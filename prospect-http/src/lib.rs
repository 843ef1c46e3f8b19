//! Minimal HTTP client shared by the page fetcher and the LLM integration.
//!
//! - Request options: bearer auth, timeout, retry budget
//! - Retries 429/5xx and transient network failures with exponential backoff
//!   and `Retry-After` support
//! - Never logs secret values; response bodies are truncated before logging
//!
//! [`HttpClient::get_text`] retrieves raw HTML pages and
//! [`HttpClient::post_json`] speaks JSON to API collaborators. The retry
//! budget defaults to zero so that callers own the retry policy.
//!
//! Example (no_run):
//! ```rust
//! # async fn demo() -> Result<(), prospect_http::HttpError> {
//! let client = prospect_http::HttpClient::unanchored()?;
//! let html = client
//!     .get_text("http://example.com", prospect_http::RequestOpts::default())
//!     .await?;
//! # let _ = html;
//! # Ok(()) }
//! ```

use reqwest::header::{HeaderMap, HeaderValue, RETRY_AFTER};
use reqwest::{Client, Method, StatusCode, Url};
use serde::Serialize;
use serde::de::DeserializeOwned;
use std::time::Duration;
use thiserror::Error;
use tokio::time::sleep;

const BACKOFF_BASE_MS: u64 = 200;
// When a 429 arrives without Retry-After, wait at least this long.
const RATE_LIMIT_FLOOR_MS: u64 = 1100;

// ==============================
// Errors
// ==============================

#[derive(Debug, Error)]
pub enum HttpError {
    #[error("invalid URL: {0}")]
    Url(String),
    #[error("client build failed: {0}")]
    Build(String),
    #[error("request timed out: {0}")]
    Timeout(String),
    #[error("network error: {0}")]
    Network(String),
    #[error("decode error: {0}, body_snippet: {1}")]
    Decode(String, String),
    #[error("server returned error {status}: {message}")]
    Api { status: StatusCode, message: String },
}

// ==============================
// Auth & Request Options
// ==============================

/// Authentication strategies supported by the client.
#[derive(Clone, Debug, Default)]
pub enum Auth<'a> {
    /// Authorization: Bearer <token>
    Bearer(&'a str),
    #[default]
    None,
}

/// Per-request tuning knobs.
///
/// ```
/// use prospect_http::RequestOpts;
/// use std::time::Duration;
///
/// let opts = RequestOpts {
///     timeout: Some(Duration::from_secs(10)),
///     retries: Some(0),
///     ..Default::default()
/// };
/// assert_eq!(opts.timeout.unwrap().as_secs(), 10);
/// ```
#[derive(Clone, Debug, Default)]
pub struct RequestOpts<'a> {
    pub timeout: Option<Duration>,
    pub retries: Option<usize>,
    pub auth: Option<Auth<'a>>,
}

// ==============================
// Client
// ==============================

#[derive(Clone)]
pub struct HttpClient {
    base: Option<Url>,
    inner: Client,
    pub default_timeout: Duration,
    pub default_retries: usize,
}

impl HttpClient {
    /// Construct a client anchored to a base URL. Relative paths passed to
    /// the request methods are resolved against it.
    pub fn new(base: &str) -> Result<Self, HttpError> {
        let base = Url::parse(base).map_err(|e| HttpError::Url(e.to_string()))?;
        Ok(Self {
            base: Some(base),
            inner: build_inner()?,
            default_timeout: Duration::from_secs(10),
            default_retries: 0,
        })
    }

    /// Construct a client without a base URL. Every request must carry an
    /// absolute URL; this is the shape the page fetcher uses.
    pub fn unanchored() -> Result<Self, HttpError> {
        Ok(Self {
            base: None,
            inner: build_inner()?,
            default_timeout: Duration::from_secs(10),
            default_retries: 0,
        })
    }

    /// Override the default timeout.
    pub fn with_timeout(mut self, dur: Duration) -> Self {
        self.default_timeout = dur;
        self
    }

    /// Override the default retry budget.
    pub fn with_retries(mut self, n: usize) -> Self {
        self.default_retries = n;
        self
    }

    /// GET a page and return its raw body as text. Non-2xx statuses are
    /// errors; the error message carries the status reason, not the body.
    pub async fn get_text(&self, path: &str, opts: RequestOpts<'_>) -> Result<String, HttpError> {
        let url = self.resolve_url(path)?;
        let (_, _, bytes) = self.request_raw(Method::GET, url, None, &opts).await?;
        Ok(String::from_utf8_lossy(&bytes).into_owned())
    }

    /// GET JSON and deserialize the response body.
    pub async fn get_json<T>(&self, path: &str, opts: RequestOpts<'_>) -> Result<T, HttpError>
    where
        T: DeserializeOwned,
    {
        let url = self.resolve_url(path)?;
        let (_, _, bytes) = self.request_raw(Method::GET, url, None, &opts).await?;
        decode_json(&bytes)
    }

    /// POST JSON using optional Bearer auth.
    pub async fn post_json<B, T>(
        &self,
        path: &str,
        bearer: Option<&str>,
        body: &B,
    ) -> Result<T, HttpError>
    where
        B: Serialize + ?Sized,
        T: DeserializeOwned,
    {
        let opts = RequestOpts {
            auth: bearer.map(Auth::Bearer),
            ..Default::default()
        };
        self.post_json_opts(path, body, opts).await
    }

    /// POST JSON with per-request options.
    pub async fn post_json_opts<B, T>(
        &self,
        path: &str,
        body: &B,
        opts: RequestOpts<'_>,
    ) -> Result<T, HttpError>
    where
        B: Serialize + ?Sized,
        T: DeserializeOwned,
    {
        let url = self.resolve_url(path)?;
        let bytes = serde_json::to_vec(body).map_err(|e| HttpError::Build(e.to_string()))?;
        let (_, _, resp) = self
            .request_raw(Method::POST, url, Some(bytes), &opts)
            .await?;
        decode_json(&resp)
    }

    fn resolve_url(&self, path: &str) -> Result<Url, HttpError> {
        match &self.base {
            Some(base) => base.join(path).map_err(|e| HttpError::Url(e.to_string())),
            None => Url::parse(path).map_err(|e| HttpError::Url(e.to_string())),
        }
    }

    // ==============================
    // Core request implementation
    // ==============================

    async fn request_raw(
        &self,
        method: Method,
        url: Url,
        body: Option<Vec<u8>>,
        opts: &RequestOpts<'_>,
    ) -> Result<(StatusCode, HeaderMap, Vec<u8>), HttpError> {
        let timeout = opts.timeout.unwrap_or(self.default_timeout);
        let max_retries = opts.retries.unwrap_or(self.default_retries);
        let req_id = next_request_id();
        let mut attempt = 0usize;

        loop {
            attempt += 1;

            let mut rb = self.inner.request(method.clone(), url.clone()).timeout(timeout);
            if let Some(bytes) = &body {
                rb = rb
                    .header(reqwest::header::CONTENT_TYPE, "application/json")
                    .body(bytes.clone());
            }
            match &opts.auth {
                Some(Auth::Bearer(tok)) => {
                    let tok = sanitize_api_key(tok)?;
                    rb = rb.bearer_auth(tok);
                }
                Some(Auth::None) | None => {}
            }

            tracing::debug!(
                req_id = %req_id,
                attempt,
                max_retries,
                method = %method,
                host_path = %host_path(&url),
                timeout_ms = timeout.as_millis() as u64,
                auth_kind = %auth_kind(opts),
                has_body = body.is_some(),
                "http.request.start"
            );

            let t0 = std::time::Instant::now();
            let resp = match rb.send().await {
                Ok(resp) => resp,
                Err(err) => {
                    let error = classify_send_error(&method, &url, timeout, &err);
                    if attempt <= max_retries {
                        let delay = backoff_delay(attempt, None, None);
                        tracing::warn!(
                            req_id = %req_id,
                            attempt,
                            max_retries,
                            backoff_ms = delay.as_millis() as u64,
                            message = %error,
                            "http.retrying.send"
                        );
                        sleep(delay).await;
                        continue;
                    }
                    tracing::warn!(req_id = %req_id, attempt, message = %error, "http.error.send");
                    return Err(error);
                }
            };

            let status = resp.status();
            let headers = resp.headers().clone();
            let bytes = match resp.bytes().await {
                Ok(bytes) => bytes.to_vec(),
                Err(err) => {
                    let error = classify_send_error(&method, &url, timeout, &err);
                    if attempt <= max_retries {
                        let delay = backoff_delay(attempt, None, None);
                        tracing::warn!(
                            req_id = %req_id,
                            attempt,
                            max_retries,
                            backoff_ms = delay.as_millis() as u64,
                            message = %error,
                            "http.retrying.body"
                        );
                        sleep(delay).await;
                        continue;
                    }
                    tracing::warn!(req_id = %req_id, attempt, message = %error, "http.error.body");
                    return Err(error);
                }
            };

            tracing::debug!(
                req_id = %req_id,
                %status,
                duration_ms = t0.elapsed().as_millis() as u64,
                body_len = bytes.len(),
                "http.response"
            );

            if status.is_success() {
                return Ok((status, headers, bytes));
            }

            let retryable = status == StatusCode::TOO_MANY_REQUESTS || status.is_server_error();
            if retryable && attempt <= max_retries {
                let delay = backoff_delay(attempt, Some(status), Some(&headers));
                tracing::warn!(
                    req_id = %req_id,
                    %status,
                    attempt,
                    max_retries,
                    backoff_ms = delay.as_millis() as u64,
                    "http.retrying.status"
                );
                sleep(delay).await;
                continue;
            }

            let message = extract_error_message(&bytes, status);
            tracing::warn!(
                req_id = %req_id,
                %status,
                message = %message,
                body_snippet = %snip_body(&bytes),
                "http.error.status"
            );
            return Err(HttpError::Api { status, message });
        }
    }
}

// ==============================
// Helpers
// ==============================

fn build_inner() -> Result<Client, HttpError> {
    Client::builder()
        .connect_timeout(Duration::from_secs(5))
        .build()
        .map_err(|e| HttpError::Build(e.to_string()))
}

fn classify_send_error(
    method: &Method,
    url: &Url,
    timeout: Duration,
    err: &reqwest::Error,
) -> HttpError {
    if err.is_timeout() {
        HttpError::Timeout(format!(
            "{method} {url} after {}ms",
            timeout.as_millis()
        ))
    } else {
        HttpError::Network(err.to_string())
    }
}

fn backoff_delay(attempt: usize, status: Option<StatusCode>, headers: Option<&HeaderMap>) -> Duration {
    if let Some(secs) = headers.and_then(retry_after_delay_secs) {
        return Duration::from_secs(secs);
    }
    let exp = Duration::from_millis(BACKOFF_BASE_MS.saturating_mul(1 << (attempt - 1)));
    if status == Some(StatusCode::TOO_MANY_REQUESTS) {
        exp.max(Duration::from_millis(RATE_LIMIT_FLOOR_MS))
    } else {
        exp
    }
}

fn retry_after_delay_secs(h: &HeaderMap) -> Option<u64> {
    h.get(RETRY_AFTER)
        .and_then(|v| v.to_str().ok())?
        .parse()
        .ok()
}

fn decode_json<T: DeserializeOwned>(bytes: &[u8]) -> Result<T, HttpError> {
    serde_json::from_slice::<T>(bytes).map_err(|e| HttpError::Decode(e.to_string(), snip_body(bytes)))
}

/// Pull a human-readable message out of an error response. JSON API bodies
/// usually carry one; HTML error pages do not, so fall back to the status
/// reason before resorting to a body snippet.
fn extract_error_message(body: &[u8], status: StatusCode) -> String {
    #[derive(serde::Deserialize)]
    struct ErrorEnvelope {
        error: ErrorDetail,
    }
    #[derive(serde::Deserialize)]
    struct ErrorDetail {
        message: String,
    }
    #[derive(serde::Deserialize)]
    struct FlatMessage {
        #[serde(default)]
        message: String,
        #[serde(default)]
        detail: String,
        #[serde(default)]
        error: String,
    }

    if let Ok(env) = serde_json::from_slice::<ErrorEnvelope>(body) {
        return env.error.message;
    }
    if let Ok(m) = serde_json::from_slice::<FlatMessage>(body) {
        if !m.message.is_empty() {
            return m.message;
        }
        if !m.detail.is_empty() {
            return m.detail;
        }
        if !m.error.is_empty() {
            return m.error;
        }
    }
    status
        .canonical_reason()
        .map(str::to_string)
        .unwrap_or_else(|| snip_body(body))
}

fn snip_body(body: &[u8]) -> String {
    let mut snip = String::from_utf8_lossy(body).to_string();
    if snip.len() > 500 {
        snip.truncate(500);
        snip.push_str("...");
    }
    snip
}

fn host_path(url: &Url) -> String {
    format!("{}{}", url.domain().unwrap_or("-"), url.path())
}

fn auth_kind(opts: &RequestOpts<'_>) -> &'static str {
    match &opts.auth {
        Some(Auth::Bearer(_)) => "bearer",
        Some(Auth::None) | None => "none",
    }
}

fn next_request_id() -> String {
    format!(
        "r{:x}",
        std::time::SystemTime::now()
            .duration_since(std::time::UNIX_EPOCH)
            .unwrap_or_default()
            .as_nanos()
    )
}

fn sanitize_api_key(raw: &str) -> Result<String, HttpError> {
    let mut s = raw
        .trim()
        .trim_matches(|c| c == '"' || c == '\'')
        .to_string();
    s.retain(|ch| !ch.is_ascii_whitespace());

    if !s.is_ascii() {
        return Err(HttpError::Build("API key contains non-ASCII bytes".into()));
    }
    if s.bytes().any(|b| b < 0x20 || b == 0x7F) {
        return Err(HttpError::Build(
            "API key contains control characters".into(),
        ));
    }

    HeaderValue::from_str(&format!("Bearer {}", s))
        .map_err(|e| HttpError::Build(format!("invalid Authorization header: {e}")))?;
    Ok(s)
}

┄┄┄┄┄┄

> **What you need to do**:
Among the lines of the preceding listing, count those that contain the string "Authorization"; state the count and nothing further.

> **Response box**:
2